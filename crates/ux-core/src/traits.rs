use async_trait::async_trait;
use serde::Serialize;
use serde_json::Value;

use crate::error::{ActionError, ProviderError, QueueError, StoreError};
use crate::job::Job;
use crate::model::{
    Episode, EpisodeId, EpisodeStatus, Flow, FlowMode, Observation, PageState, Persona, Run,
    RunId, RunStatus, StepTrace,
};
use crate::reasoning::BrowserAction;
use crate::report::{Finding, ReportJson};

/// Everything the reasoning collaborator needs for one step.
#[derive(Debug, Clone, Serialize)]
#[serde(rename_all = "camelCase")]
pub struct StepInput {
    pub run_id: RunId,
    pub episode_id: EpisodeId,
    /// Model identifier from the Run's config.
    pub model: String,
    pub mode: FlowMode,
    pub persona: Persona,
    pub step_index: u32,
    pub max_steps: u32,
    pub observation: Observation,
    #[serde(skip_serializing_if = "Option::is_none")]
    pub screenshot_path: Option<String>,
    #[serde(skip_serializing_if = "Option::is_none")]
    pub goal: Option<String>,
    /// Notes accumulated from earlier `memoryUpdate`s.
    pub memory: Vec<String>,
    #[serde(skip_serializing_if = "Option::is_none")]
    pub last_action: Option<String>,
    /// 1-based attempt number for this step.
    pub attempt: u32,
    #[serde(skip_serializing_if = "Option::is_none")]
    pub seed: Option<u64>,
}

/// The language-model boundary. Retries are the caller's job.
#[async_trait]
pub trait Reasoner: Send + Sync + 'static {
    async fn reason(&self, input: &StepInput) -> Result<Value, ProviderError>;
}

/// Browser automation capability used by agent-mode episodes.
#[async_trait]
pub trait Automation: Send + Sync + 'static {
    /// Open a fresh session on `url` for one episode.
    async fn open(
        &self,
        episode_id: EpisodeId,
        url: &str,
    ) -> Result<Box<dyn BrowserSession>, ActionError>;
}

/// A single episode's browser.
#[async_trait]
pub trait BrowserSession: Send {
    /// Current page state without acting.
    async fn observe(&mut self) -> Result<PageState, ActionError>;

    /// Execute an action and return the resulting page state.
    async fn execute(&mut self, action: &BrowserAction) -> Result<PageState, ActionError>;

    async fn close(&mut self);
}

/// Produces the recommended fix for a Finding.
#[async_trait]
pub trait FixAdvisor: Send + Sync {
    async fn recommend(&self, finding: &Finding) -> Result<String, ProviderError>;
}

/// Enqueue side of the job queue.
#[async_trait]
pub trait JobQueue: Send + Sync + 'static {
    async fn enqueue(&self, job: &Job) -> Result<(), QueueError>;
}

/// Persistence collaborator. Every method is individually atomic.
#[async_trait]
pub trait Store: Send + Sync + 'static {
    async fn put_flow(&self, flow: Flow) -> Result<(), StoreError>;
    async fn get_flow(&self, id: &str) -> Result<Flow, StoreError>;

    async fn put_persona(&self, persona: Persona) -> Result<(), StoreError>;
    async fn get_persona(&self, id: &str) -> Result<Persona, StoreError>;

    /// Persist a Run together with its Episodes as one unit.
    async fn create_run(&self, run: Run, episodes: Vec<Episode>) -> Result<(), StoreError>;
    async fn get_run(&self, id: RunId) -> Result<Run, StoreError>;
    async fn set_run_status(&self, id: RunId, status: RunStatus) -> Result<(), StoreError>;

    /// Move a Run to `to` if its current status is one of `from`.
    async fn transition_run(
        &self,
        id: RunId,
        from: &[RunStatus],
        to: RunStatus,
    ) -> Result<bool, StoreError>;

    /// Compare-and-set the Run's aggregation flag from false to true.
    /// Returns false if it was already set.
    async fn try_mark_aggregation_triggered(&self, id: RunId) -> Result<bool, StoreError>;

    /// Reset the aggregation flag after the aggregation job could not be enqueued.
    async fn clear_aggregation_triggered(&self, id: RunId) -> Result<(), StoreError>;

    /// Persist the Report and its Findings.
    async fn save_report(&self, id: RunId, report: ReportJson) -> Result<(), StoreError>;
    async fn list_findings(&self, run_id: RunId) -> Result<Vec<Finding>, StoreError>;
    async fn set_recommended_fix(
        &self,
        run_id: RunId,
        finding_index: usize,
        fix: String,
    ) -> Result<(), StoreError>;

    async fn get_episode(&self, id: EpisodeId) -> Result<Episode, StoreError>;
    /// Episodes of a Run in creation order.
    async fn list_episodes(&self, run_id: RunId) -> Result<Vec<Episode>, StoreError>;

    /// Move an Episode to `to` if its current status is one of `from`.
    /// Returns false (and changes nothing) otherwise.
    async fn transition_episode(
        &self,
        id: EpisodeId,
        from: &[EpisodeStatus],
        to: EpisodeStatus,
    ) -> Result<bool, StoreError>;

    /// Append a StepTrace; `step_index` must equal the episode's step count.
    async fn append_step_trace(&self, trace: StepTrace) -> Result<(), StoreError>;
    /// StepTraces of an Episode ordered by `step_index`.
    async fn list_step_traces(&self, episode_id: EpisodeId) -> Result<Vec<StepTrace>, StoreError>;
}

--*--

#### Assignment
Write the records out again, character for character.

#### Result of the exercise
filename crates/ux-core/src/traits.rs
use async_trait::async_trait;
use serde::Serialize;
use serde_json::Value;

use crate::error::{ActionError, ProviderError, QueueError, StoreError};
use crate::job::Job;
use crate::model::{
    Episode, EpisodeId, EpisodeStatus, Flow, FlowMode, Observation, PageState, Persona, Run,
    RunId, RunStatus, StepTrace,
};
use crate::reasoning::BrowserAction;
use crate::report::{Finding, ReportJson};

/// Everything the reasoning collaborator needs for one step.
#[derive(Debug, Clone, Serialize)]
#[serde(rename_all = "camelCase")]
pub struct StepInput {
    pub run_id: RunId,
    pub episode_id: EpisodeId,
    /// Model identifier from the Run's config.
    pub model: String,
    pub mode: FlowMode,
    pub persona: Persona,
    pub step_index: u32,
    pub max_steps: u32,
    pub observation: Observation,
    #[serde(skip_serializing_if = "Option::is_none")]
    pub screenshot_path: Option<String>,
    #[serde(skip_serializing_if = "Option::is_none")]
    pub goal: Option<String>,
    /// Notes accumulated from earlier `memoryUpdate`s.
    pub memory: Vec<String>,
    #[serde(skip_serializing_if = "Option::is_none")]
    pub last_action: Option<String>,
    /// 1-based attempt number for this step.
    pub attempt: u32,
    #[serde(skip_serializing_if = "Option::is_none")]
    pub seed: Option<u64>,
}

/// The language-model boundary. Retries are the caller's job.
#[async_trait]
pub trait Reasoner: Send + Sync + 'static {
    async fn reason(&self, input: &StepInput) -> Result<Value, ProviderError>;
}

/// Browser automation capability used by agent-mode episodes.
#[async_trait]
pub trait Automation: Send + Sync + 'static {
    /// Open a fresh session on `url` for one episode.
    async fn open(
        &self,
        episode_id: EpisodeId,
        url: &str,
    ) -> Result<Box<dyn BrowserSession>, ActionError>;
}

/// A single episode's browser.
#[async_trait]
pub trait BrowserSession: Send {
    /// Current page state without acting.
    async fn observe(&mut self) -> Result<PageState, ActionError>;

    /// Execute an action and return the resulting page state.
    async fn execute(&mut self, action: &BrowserAction) -> Result<PageState, ActionError>;

    async fn close(&mut self);
}

/// Produces the recommended fix for a Finding.
#[async_trait]
pub trait FixAdvisor: Send + Sync {
    async fn recommend(&self, finding: &Finding) -> Result<String, ProviderError>;
}

/// Enqueue side of the job queue.
#[async_trait]
pub trait JobQueue: Send + Sync + 'static {
    async fn enqueue(&self, job: &Job) -> Result<(), QueueError>;
}

/// Persistence collaborator. Every method is individually atomic.
#[async_trait]
pub trait Store: Send + Sync + 'static {
    async fn put_flow(&self, flow: Flow) -> Result<(), StoreError>;
    async fn get_flow(&self, id: &str) -> Result<Flow, StoreError>;

    async fn put_persona(&self, persona: Persona) -> Result<(), StoreError>;
    async fn get_persona(&self, id: &str) -> Result<Persona, StoreError>;

    /// Persist a Run together with its Episodes as one unit.
    async fn create_run(&self, run: Run, episodes: Vec<Episode>) -> Result<(), StoreError>;
    async fn get_run(&self, id: RunId) -> Result<Run, StoreError>;
    async fn set_run_status(&self, id: RunId, status: RunStatus) -> Result<(), StoreError>;

    /// Move a Run to `to` if its current status is one of `from`.
    async fn transition_run(
        &self,
        id: RunId,
        from: &[RunStatus],
        to: RunStatus,
    ) -> Result<bool, StoreError>;

    /// Compare-and-set the Run's aggregation flag from false to true.
    /// Returns false if it was already set.
    async fn try_mark_aggregation_triggered(&self, id: RunId) -> Result<bool, StoreError>;

    /// Reset the aggregation flag after the aggregation job could not be enqueued.
    async fn clear_aggregation_triggered(&self, id: RunId) -> Result<(), StoreError>;

    /// Persist the Report and its Findings.
    async fn save_report(&self, id: RunId, report: ReportJson) -> Result<(), StoreError>;
    async fn list_findings(&self, run_id: RunId) -> Result<Vec<Finding>, StoreError>;
    async fn set_recommended_fix(
        &self,
        run_id: RunId,
        finding_index: usize,
        fix: String,
    ) -> Result<(), StoreError>;

    async fn get_episode(&self, id: EpisodeId) -> Result<Episode, StoreError>;
    /// Episodes of a Run in creation order.
    async fn list_episodes(&self, run_id: RunId) -> Result<Vec<Episode>, StoreError>;

    /// Move an Episode to `to` if its current status is one of `from`.
    /// Returns false (and changes nothing) otherwise.
    async fn transition_episode(
        &self,
        id: EpisodeId,
        from: &[EpisodeStatus],
        to: EpisodeStatus,
    ) -> Result<bool, StoreError>;

    /// Append a StepTrace; `step_index` must equal the episode's step count.
    async fn append_step_trace(&self, trace: StepTrace) -> Result<(), StoreError>;
    /// StepTraces of an Episode ordered by `step_index`.
    async fn list_step_traces(&self, episode_id: EpisodeId) -> Result<Vec<StepTrace>, StoreError>;
}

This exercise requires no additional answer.